L’Apposition a du rapport avec l’Epithete. L’Epithete est un adjectif ajouté au substantif. L’Apposition emploie des substantifs comme Epithetes.

« C’est dans un foible objet, imperceptible ouvrage,
Que l’art de l’ouvrier me frappe davantage
, »

dit M. Racine le fils. Dans le premier de ces deux vers <Poëme sur la Religion, chant I. v. 163>, ouvrage imperceptible est joint par Apposition à foible objet.
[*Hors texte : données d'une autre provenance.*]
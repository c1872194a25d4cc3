// Copyright PingCAP Inc. 2025.
//
// This program is free software; you can redistribute it and/or modify
// it under the terms of the GNU General Public License as published by
// the Free Software Foundation; version 2 of the License.
//
// This program is distributed in the hope that it will be useful,
// but WITHOUT ANY WARRANTY; without even the implied warranty of
// MERCHANTABILITY or FITNESS FOR A PARTICULAR PURPOSE. See the
// GNU General Public License for more details.
//
// You should have received a copy of the GNU General Public License along
// with this program; if not, write to the Free Software Foundation, Inc.,
// 51 Franklin Street, Fifth Floor, Boston, MA 02110-1301 USA.

use serde::Deserialize;
use std::path::{Path, PathBuf};
use std::time::Duration;
use thiserror::Error;

use crate::actor::DEFAULT_SESSION_LIFETIME;
use crate::store::sweeper::DEFAULT_SWEEP_INTERVAL;

#[derive(Debug, Error)]
pub enum ConfigError {
    #[error("read {path}: {source}")]
    Read {
        path: PathBuf,
        #[source]
        source: std::io::Error,
    },
    #[error("parse {path}: {source}")]
    Parse {
        path: PathBuf,
        #[source]
        source: toml::de::Error,
    },
    #[error("invalid config {path}: {reason}")]
    Invalid { path: PathBuf, reason: String },
}

#[derive(Debug, Clone, Deserialize)]
pub struct Config {
    /// HTTP listen address, e.g. "127.0.0.1:3000"
    #[serde(default = "default_listen_addr")]
    pub listen_addr: String,

    #[serde(default)]
    pub session: SessionConfig,

    #[serde(default)]
    pub records: RecordConfig,

    #[serde(default)]
    pub auth: AuthConfig,
}

impl Default for Config {
    fn default() -> Self {
        Self {
            listen_addr: default_listen_addr(),
            session: SessionConfig::default(),
            records: RecordConfig::default(),
            auth: AuthConfig::default(),
        }
    }
}

#[derive(Debug, Clone, Deserialize)]
pub struct SessionConfig {
    /// Sliding session lifetime in seconds
    #[serde(default = "default_lifetime_secs")]
    pub lifetime_secs: u64,
    /// Interval between expiry sweeps in seconds
    #[serde(default = "default_sweep_interval_secs")]
    pub sweep_interval_secs: u64,
    /// Pause between stopping the sweeper and stopping the store
    #[serde(default = "default_stop_grace_ms")]
    pub stop_grace_ms: u64,
    /// Bound of the command channel
    #[serde(default = "default_channel_capacity")]
    pub channel_capacity: usize,
    #[serde(default = "default_cookie_name")]
    pub cookie_name: String,
    #[serde(default = "default_cookie_max_age_secs")]
    pub cookie_max_age_secs: u64,
}

impl Default for SessionConfig {
    fn default() -> Self {
        Self {
            lifetime_secs: default_lifetime_secs(),
            sweep_interval_secs: default_sweep_interval_secs(),
            stop_grace_ms: default_stop_grace_ms(),
            channel_capacity: default_channel_capacity(),
            cookie_name: default_cookie_name(),
            cookie_max_age_secs: default_cookie_max_age_secs(),
        }
    }
}

impl SessionConfig {
    pub fn lifetime(&self) -> Duration {
        Duration::from_secs(self.lifetime_secs)
    }

    pub fn sweep_interval(&self) -> Duration {
        Duration::from_secs(self.sweep_interval_secs)
    }

    pub fn stop_grace(&self) -> Duration {
        Duration::from_millis(self.stop_grace_ms)
    }
}

#[derive(Debug, Clone, Deserialize)]
pub struct RecordConfig {
    /// JSON file with the user records, read once at startup
    #[serde(default = "default_records_path")]
    pub path: PathBuf,
    #[serde(default = "default_channel_capacity")]
    pub channel_capacity: usize,
}

impl Default for RecordConfig {
    fn default() -> Self {
        Self {
            path: default_records_path(),
            channel_capacity: default_channel_capacity(),
        }
    }
}

#[derive(Debug, Clone, Deserialize)]
pub struct AuthConfig {
    /// Key for the password digest. Must match the key the users file was hashed with.
    #[serde(default = "default_password_key")]
    pub password_key: String,
}

impl Default for AuthConfig {
    fn default() -> Self {
        Self {
            password_key: default_password_key(),
        }
    }
}

impl Config {
    pub fn from_path(path: impl AsRef<Path>) -> Result<Self, ConfigError> {
        let path = path.as_ref();
        let s = std::fs::read_to_string(path).map_err(|source| ConfigError::Read {
            path: path.to_path_buf(),
            source,
        })?;
        let cfg = Self::from_toml(&s).map_err(|source| ConfigError::Parse {
            path: path.to_path_buf(),
            source,
        })?;
        cfg.validate().map_err(|reason| ConfigError::Invalid {
            path: path.to_path_buf(),
            reason,
        })?;
        Ok(cfg)
    }

    /// Reject values the runtime cannot work with.
    ///
    /// Timer periods, lifetimes and channel bounds must be non-zero.
    pub fn validate(&self) -> Result<(), String> {
        let non_zero = [
            ("session.lifetime_secs", self.session.lifetime_secs),
            ("session.sweep_interval_secs", self.session.sweep_interval_secs),
            ("session.channel_capacity", self.session.channel_capacity as u64),
            ("records.channel_capacity", self.records.channel_capacity as u64),
        ];
        if let Some((field, _)) = non_zero.iter().find(|(_, v)| *v == 0) {
            return Err(format!("{} must be greater than zero", field));
        }
        if self.session.cookie_name.is_empty() {
            return Err("session.cookie_name must not be empty".to_string());
        }
        Ok(())
    }

    pub fn from_toml(s: &str) -> Result<Self, toml::de::Error> {
        toml::from_str(s)
    }
}

fn default_listen_addr() -> String {
    "127.0.0.1:3000".to_string()
}

fn default_lifetime_secs() -> u64 {
    DEFAULT_SESSION_LIFETIME.as_secs()
}

fn default_sweep_interval_secs() -> u64 {
    DEFAULT_SWEEP_INTERVAL.as_secs()
}

fn default_stop_grace_ms() -> u64 {
    100
}

fn default_channel_capacity() -> usize {
    1024
}

fn default_cookie_name() -> String {
    "gatehouse_session_id".to_string()
}

fn default_cookie_max_age_secs() -> u64 {
    3600 // 1 hour
}

fn default_records_path() -> PathBuf {
    PathBuf::from("data/users.json")
}

fn default_password_key() -> String {
    "change-me".to_string()
}

#[cfg(test)]
mod tests {
    use super::*;

    #[test]
    fn test_empty_config_uses_defaults() {
        let cfg = Config::from_toml("").unwrap();
        assert_eq!(cfg.listen_addr, "127.0.0.1:3000");
        assert_eq!(cfg.session.lifetime(), Duration::from_secs(180));
        assert_eq!(cfg.session.sweep_interval(), Duration::from_secs(60));
        assert_eq!(cfg.session.stop_grace(), Duration::from_millis(100));
        assert_eq!(cfg.session.cookie_name, "gatehouse_session_id");
        assert_eq!(cfg.records.path, PathBuf::from("data/users.json"));
    }

    #[test]
    fn test_partial_override() {
        let cfg = Config::from_toml(
            r#"
            listen_addr = "0.0.0.0:8080"

            [session]
            lifetime_secs = 30

            [records]
            path = "/srv/users.json"

            [auth]
            password_key = "k"
            "#,
        )
        .unwrap();
        assert_eq!(cfg.listen_addr, "0.0.0.0:8080");
        assert_eq!(cfg.session.lifetime_secs, 30);
        assert_eq!(cfg.session.sweep_interval_secs, 60);
        assert_eq!(cfg.records.path, PathBuf::from("/srv/users.json"));
        assert_eq!(cfg.auth.password_key, "k");
    }

    #[test]
    fn test_defaults_are_valid() {
        assert!(Config::default().validate().is_ok());
    }

    #[test]
    fn test_zero_values_rejected() {
        for (toml, field) in [
            ("[session]\nsweep_interval_secs = 0", "session.sweep_interval_secs"),
            ("[session]\nlifetime_secs = 0", "session.lifetime_secs"),
            ("[session]\nchannel_capacity = 0", "session.channel_capacity"),
            ("[records]\nchannel_capacity = 0", "records.channel_capacity"),
        ] {
            let cfg = Config::from_toml(toml).unwrap();
            let reason = cfg.validate().unwrap_err();
            assert!(reason.contains(field), "{}: {}", toml, reason);
        }

        let cfg = Config::from_toml("[session]\ncookie_name = \"\"").unwrap();
        assert!(cfg.validate().is_err());
    }

    #[test]
    fn test_from_path_validates() {
        let dir = tempfile::tempdir().unwrap();
        let path = dir.path().join("gatehouse.toml");
        let contents = "[session]\nsweep_interval_secs = 0\nchannel_capacity = 0\n";
        std::fs::write(&path, contents).unwrap();

        let err = Config::from_path(&path).unwrap_err();
        assert!(matches!(err, ConfigError::Invalid { .. }));
        assert!(err.to_string().contains("sweep_interval_secs"));
    }

    #[test]
    fn test_missing_file() {
        let err = Config::from_path("/nonexistent/gatehouse.toml").unwrap_err();
        assert!(matches!(err, ConfigError::Read { .. }));
    }
}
Ce tour a quelque chose de hardi, en ce qu’il change la nature du nom substantif, qu’il emploie à l’usage qui appartient à l’adjectif. Il abrege le discours, dont il retranche les liaisons. On devroit dire réguliérement foible objet, qui est un ouvrage imperceptible. Aussi l’Apposition ne convient-elle qu’au style soutenu. Elle seroit déplacée dans le langage familier. L’éloquence même & la poësie ne doivent en faire qu’un usage très-sobre, parce qu’elle rend le discours [t. II, p. 154] sautillant, & l’arrête dans son cours. C’est sans doute par cette raison, que l’on en trouve moins d’exemples dans le premier âge des bons Auteurs de notre langue, qui étoient extrêmement attentifs à rendre leur style coulant & harmonieux.